Task –
Everything from the line containing "let status = response.status().as_u16();" through the line containing "let agent = self.agent.clone();" should be repeated exactly, and nothing else from the data.

Study material –

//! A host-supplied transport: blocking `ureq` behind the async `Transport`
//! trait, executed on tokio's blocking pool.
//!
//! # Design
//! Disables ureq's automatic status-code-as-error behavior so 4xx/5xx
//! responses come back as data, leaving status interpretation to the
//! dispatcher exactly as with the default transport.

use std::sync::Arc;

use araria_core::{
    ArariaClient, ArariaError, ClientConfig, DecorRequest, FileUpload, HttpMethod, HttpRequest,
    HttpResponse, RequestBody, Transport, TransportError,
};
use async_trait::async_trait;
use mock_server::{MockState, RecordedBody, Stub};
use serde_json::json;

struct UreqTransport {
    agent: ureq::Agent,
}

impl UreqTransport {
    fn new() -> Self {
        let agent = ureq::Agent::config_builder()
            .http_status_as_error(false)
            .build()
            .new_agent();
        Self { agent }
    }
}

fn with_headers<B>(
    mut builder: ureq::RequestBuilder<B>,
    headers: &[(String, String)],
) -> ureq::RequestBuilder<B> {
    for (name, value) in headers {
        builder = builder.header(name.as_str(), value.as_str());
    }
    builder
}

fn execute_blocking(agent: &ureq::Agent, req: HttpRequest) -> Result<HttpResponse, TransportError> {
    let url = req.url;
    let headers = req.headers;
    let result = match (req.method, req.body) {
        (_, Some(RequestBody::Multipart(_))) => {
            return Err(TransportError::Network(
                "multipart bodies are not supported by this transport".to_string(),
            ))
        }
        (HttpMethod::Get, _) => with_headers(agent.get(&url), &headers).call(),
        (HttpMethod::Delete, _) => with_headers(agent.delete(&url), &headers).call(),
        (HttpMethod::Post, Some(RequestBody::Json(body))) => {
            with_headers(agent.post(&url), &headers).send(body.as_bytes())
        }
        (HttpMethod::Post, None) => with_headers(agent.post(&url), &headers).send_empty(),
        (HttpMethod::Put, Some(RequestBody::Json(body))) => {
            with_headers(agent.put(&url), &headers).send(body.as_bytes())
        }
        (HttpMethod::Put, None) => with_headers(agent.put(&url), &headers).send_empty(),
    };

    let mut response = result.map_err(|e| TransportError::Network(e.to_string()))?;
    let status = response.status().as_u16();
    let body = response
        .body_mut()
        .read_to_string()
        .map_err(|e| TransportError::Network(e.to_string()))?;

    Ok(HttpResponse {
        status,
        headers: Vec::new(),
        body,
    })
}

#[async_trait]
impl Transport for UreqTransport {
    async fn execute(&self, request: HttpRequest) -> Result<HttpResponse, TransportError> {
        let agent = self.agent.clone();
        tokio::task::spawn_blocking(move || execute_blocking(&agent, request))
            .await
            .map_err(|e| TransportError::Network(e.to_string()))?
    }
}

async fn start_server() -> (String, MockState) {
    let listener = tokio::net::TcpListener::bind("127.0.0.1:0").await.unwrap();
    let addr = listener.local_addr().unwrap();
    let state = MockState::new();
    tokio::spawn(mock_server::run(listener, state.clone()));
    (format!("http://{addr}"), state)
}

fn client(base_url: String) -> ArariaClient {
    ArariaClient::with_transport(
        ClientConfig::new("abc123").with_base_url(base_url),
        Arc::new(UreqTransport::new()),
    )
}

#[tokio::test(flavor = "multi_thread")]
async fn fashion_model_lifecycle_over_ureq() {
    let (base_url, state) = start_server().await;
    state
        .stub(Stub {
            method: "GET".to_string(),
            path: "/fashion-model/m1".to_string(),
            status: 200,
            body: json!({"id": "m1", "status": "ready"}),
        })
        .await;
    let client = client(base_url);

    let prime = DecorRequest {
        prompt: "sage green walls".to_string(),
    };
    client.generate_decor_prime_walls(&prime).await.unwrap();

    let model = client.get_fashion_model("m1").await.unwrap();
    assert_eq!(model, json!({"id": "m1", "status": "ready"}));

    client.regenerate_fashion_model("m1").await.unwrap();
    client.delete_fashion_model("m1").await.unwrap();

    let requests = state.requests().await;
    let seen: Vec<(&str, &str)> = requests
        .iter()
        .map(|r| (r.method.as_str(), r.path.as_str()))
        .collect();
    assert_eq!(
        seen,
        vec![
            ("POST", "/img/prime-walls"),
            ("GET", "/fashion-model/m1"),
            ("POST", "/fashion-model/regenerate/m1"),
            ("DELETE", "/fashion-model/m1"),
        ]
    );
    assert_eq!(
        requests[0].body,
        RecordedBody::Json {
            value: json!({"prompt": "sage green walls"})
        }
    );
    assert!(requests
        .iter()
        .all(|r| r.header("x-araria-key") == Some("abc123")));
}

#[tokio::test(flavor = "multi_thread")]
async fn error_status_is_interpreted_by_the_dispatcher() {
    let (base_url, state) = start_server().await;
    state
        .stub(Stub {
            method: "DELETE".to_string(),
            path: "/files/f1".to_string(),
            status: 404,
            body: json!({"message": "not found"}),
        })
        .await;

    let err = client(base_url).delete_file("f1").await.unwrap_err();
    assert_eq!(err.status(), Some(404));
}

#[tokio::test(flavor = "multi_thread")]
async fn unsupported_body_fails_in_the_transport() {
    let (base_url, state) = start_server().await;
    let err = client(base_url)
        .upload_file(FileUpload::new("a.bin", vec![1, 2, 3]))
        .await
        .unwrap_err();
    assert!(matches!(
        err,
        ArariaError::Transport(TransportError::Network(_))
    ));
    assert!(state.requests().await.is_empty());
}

Response for this exercise –
    let status = response.status().as_u16();
    let body = response
        .body_mut()
        .read_to_string()
        .map_err(|e| TransportError::Network(e.to_string()))?;

    Ok(HttpResponse {
        status,
        headers: Vec::new(),
        body,
    })
}

#[async_trait]
impl Transport for UreqTransport {
    async fn execute(&self, request: HttpRequest) -> Result<HttpResponse, TransportError> {
        let agent = self.agent.clone();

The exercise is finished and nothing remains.